What a small world though, who should we meet up with but Pete
Richardson, formerly an instructor from Plas y Brenin, and now an
independent guide living in the south Lakes. He was introducing
his 6 years old son to the wonders of mountaineering and even
though the little boy was soaking wet at the end of
the walk, he was puffed up with pride, having achieved his climb
with his dad! Would the rain hold could Skye offer a
challenge or two? The clouds were down on The Cuillin so it was
lovely to visit the seal colony again at Dunvegan and, yes, the
eagles were back and one chick was clearly visible sitting on the
edge of the nest. What a sight! The epitome of our Scottish
trips. A few disappointments on our climbing schedule but never
mind back to Glen Shiel the forecast is good, the
barometer is steady and the Forcan Ridge is now a possibility. We
wake to a magnificent dawn over Loch Shiel and fortified by
another splendid Scottish breakfast, we start the ascent. A
deceiving little meander up the stalkers' path, then one is
stopped by the wall of rock towering up into the sky. Decision
time, do we go for the ridge or do we slope off round the
'chicken run'? No, upwards we go and although the sun shines, the
wind keeps up with persistent gusts to remind us to keep those
three points of contact. One final bad step bars our path
sorry, but Linda goes for the 'chicken run' down the gully and
then up to the summit. Only a quick lunch today, as John has
Sgurr na Sgine in view. So, down to the Col and up again, finally
reaching the second Munro of the day. We are so lucky with our
days in the hills. The views are breathtaking once again. It is
hard to take it all in and certainly cannot be captured by any
photograph. Now for that long steep descent of Faochag "the
whelk". Oh, will it never end! 5,200' of climbing today,
distance of 10 miles. What a day our rewards are to be
found back in the Port Bahn Restaurant scallops for Linda
and Aberdeen Angus steak in whisky sauce for John, washed down
with a very acceptable bottle of Aussie wine followed by a few
drams. To crown it all, the sunset is perfect. A gold ball
resting on the horizon at the end of the loch. Howard , Eddie and
Huw will remember a similar experience last year.

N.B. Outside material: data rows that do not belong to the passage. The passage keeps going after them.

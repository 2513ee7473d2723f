// SPDX-License-Identifier: AGPL-3.0-or-later
//
// Copyright (C) 2025 Daniel Negri
//
// This program is free software: you can redistribute it and/or modify
// it under the terms of the GNU Affero General Public License as published by
// the Free Software Foundation, either version 3 of the License, or
// (at your option) any later version.
//
// This program is distributed in the hope that it will be useful,
// but WITHOUT ANY WARRANTY; without even the implied warranty of
// MERCHANTABILITY or FITNESS FOR A PARTICULAR PURPOSE. See the
// GNU Affero General Public License for more details.
//
// You should have received a copy of the GNU Affero General Public License
// along with this program. If not, see <https://www.gnu.org/licenses/>.

//! Core identifier types for libraries, users and books.

use crate::LibraryError;
use regex::Regex;
use serde::{Deserialize, Serialize};
use std::fmt;
use std::sync::LazyLock;

/// Anchored `ISBN D-DDD-DDDDD-D` pattern.
static ISBN_PATTERN: LazyLock<Regex> = LazyLock::new(|| {
    Regex::new(r"^ISBN [0-9]-[0-9]{3}-[0-9]{5}-[0-9]$").expect("ISBN pattern is valid")
});

/// Unique identifier for a library within a [`Network`](crate::Network).
///
/// Assigned sequentially starting at 1.
#[derive(Debug, Clone, Copy, PartialEq, Eq, PartialOrd, Ord, Hash, Deserialize, Serialize)]
#[serde(transparent)]
pub struct LibraryId(pub u32);

impl fmt::Display for LibraryId {
    fn fmt(&self, f: &mut fmt::Formatter<'_>) -> fmt::Result {
        write!(f, "{}", self.0)
    }
}

/// Unique identifier for a customer or employee.
///
/// Customers and employees share one sequence, so an id never names
/// two users of different roles.
#[derive(Debug, Clone, Copy, PartialEq, Eq, PartialOrd, Ord, Hash, Deserialize, Serialize)]
#[serde(transparent)]
pub struct UserId(pub u32);

impl fmt::Display for UserId {
    fn fmt(&self, f: &mut fmt::Formatter<'_>) -> fmt::Result {
        write!(f, "{}", self.0)
    }
}

/// A validated ISBN of the form `ISBN D-DDD-DDDDD-D`.
#[derive(Debug, Clone, PartialEq, Eq, PartialOrd, Ord, Hash, Serialize)]
#[serde(transparent)]
pub struct Isbn(String);

impl Isbn {
    /// Exact length of a well-formed ISBN string.
    pub const LEN: usize = 18;

    /// Returns `true` if `isbn` is exactly [`Isbn::LEN`] characters long and
    /// matches `ISBN D-DDD-DDDDD-D`.
    pub fn is_valid(isbn: &str) -> bool {
        isbn.len() == Self::LEN && ISBN_PATTERN.is_match(isbn)
    }

    /// Parses and validates an ISBN.
    ///
    /// # Errors
    ///
    /// Returns [`LibraryError::InvalidIsbn`] if the string is malformed.
    pub fn parse(isbn: &str) -> Result<Self, LibraryError> {
        if Self::is_valid(isbn) {
            Ok(Self(isbn.to_owned()))
        } else {
            Err(LibraryError::InvalidIsbn)
        }
    }

    pub fn as_str(&self) -> &str {
        &self.0
    }
}

impl fmt::Display for Isbn {
    fn fmt(&self, f: &mut fmt::Formatter<'_>) -> fmt::Result {
        f.write_str(&self.0)
    }
}

impl std::str::FromStr for Isbn {
    type Err = LibraryError;

    fn from_str(s: &str) -> Result<Self, Self::Err> {
        Self::parse(s)
    }
}

impl<'de> Deserialize<'de> for Isbn {
    fn deserialize<D>(deserializer: D) -> Result<Self, D::Error>
    where
        D: serde::Deserializer<'de>,
    {
        let raw = String::deserialize(deserializer)?;
        Self::parse(&raw).map_err(serde::de::Error::custom)
    }
}

#[cfg(test)]
mod tests {
    use super::*;

    #[test]
    fn accepts_well_formed_isbn() {
        assert!(Isbn::is_valid("ISBN 0-061-96436-1"));
        assert!(Isbn::is_valid("ISBN 9-999-00000-0"));
    }

    #[test]
    fn rejects_wrong_length() {
        assert!(!Isbn::is_valid(""));
        assert!(!Isbn::is_valid("ISBN 0-061-96436-"));
        assert!(!Isbn::is_valid("ISBN 0-061-96436-12"));
        assert!(!Isbn::is_valid(" ISBN 0-061-96436-1"));
    }

    #[test]
    fn rejects_wrong_shape() {
        assert!(!Isbn::is_valid("ISBN 0-06196-436-1"));
        assert!(!Isbn::is_valid("ISBN A-061-96436-1"));
        assert!(!Isbn::is_valid("isbn 0-061-96436-1"));
        assert!(!Isbn::is_valid("ISBN 0 061 96436 1"));
        assert!(!Isbn::is_valid("XXXX 0-061-96436-1"));
    }

    #[test]
    fn parse_round_trips_display() {
        let isbn = Isbn::parse("ISBN 0-061-96436-1").unwrap();
        assert_eq!(isbn.to_string(), "ISBN 0-061-96436-1");
        assert_eq!(isbn.as_str(), "ISBN 0-061-96436-1");
    }

    #[test]
    fn parse_rejects_malformed() {
        assert_eq!(Isbn::parse("0-061-96436-1"), Err(LibraryError::InvalidIsbn));
        assert_eq!("nope".parse::<Isbn>(), Err(LibraryError::InvalidIsbn));
    }

    #[test]
    fn deserialize_validates() {
        let ok: Isbn = serde_json::from_str("\"ISBN 1-234-56789-0\"").unwrap();
        assert_eq!(ok.as_str(), "ISBN 1-234-56789-0");
        assert!(serde_json::from_str::<Isbn>("\"ISBN 1-234\"").is_err());
    }

    #[test]
    fn ids_display_as_numbers() {
        assert_eq!(LibraryId(3).to_string(), "3");
        assert_eq!(UserId(42).to_string(), "42");
    }
}
// SPDX-License-Identifier: AGPL-3.0-or-later
//
// Copyright (C) 2025 Daniel Negri
//
// This program is free software: you can redistribute it and/or modify
// it under the terms of the GNU Affero General Public License as published by
// the Free Software Foundation, either version 3 of the License, or
// (at your option) any later version.
//
// This program is distributed in the hope that it will be useful,
// but WITHOUT ANY WARRANTY; without even the implied warranty of
// MERCHANTABILITY or FITNESS FOR A PARTICULAR PURPOSE. See the
// GNU Affero General Public License for more details.
//
// You should have received a copy of the GNU Affero General Public License
// along with this program. If not, see <https://www.gnu.org/licenses/>.

//! Error types for inventory operations.

use thiserror::Error;

/// Inventory and lending errors.
///
/// Every fallible operation leaves the network unchanged when it returns one
/// of these.
#[derive(Error, Debug, Clone, PartialEq, Eq)]
pub enum LibraryError {
    /// ISBN does not match `ISBN D-DDD-DDDDD-D`
    #[error("invalid ISBN (expected `ISBN D-DDD-DDDDD-D`)")]
    InvalidIsbn,

    /// Copy count is zero or would overflow
    #[error("invalid copy count")]
    InvalidCount,

    /// Requested copies exceed the book's available pool
    #[error("there are not enough copies")]
    InsufficientCopies,

    /// Per-library copy adjustments require the book to have been stocked first
    #[error("no copies of this book have been added to a library yet")]
    CopiesNotAdded,

    /// Library does not stock the book
    #[error("book is not stocked by this library")]
    NotStocked,

    /// Library already stocks the book
    #[error("book is already stocked by this library")]
    AlreadyStocked,

    /// Every copy in the library is on loan
    #[error("no copies available to lend")]
    NoCopiesAvailable,

    /// Customer has not borrowed the book
    #[error("book was not borrowed by this customer")]
    NotBorrowed,

    /// Customer still holds copies lent by another library
    #[error("customer has outstanding loans from another library")]
    LoansOutstanding,

    /// User is not registered with, or employed by, any library
    #[error("user is not registered with a library")]
    NotRegistered,

    /// Operation is reserved for customers
    #[error("user is not a customer")]
    NotACustomer,

    /// Operation is reserved for employees
    #[error("user is not an employee")]
    NotAnEmployee,

    /// A book with the same ISBN is already catalogued
    #[error("duplicate ISBN")]
    DuplicateBook,

    /// Referenced ISBN is not catalogued
    #[error("book not found")]
    BookNotFound,

    /// Referenced library does not exist
    #[error("library not found")]
    LibraryNotFound,

    /// Referenced user does not exist
    #[error("user not found")]
    UserNotFound,
}

#[cfg(test)]
mod tests {
    use super::LibraryError;

    #[test]
    fn error_display_messages() {
        assert_eq!(
            LibraryError::InvalidIsbn.to_string(),
            "invalid ISBN (expected `ISBN D-DDD-DDDDD-D`)"
        );
        assert_eq!(LibraryError::InvalidCount.to_string(), "invalid copy count");
        assert_eq!(
            LibraryError::InsufficientCopies.to_string(),
            "there are not enough copies"
        );
        assert_eq!(
            LibraryError::NotStocked.to_string(),
            "book is not stocked by this library"
        );
        assert_eq!(
            LibraryError::NoCopiesAvailable.to_string(),
            "no copies available to lend"
        );
        assert_eq!(
            LibraryError::NotBorrowed.to_string(),
            "book was not borrowed by this customer"
        );
        assert_eq!(
            LibraryError::LoansOutstanding.to_string(),
            "customer has outstanding loans from another library"
        );
        assert_eq!(LibraryError::NotAnEmployee.to_string(), "user is not an employee");
        assert_eq!(LibraryError::DuplicateBook.to_string(), "duplicate ISBN");
        assert_eq!(LibraryError::LibraryNotFound.to_string(), "library not found");
    }

    #[test]
    fn errors_are_cloneable() {
        let error = LibraryError::InsufficientCopies;
        let cloned = error.clone();
        assert_eq!(error, cloned);
    }
}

Our holiday is nearly over. Nearly 3 weeks have passed but we
must finish where the holiday began, that is in Glen Coe. Our
last day and a sunny morning is forecast. Before long, Linda is
cursing her way up the steep scree gully (her pet hate). No
matter, after The Great Stone Shoot of Sgurr Alasdair, what can
be difficult! Anyway, despite an inflamed ankle tendon,
the summit is reached and with good intentions, we start the
ridge to the newly adopted Munro, Stob na Broige but the weather
was closing in and, in view of the ankle, Linda stayed at the Col
whilst John completed the last summit. To a tell a little story
at John's expense, as Linda sits eating her lunch, two young men
stop whom we had met on the first summit and one
said "excuse me, but I hope you don't mind me asking but
what do you feed your husband on for breakfast? He has just
passed us at a run, reached the summit and then dashed passed us
again." "Not bad for a retiree" was the reply.
"But you should see the other retirees in the club. John has
a job keeping up with them!"
Back home now, tired, bitten by midges but it was an excellent
holiday. We completed much of our itinerary but more than that,
we met up with old and new friends. May it long continue.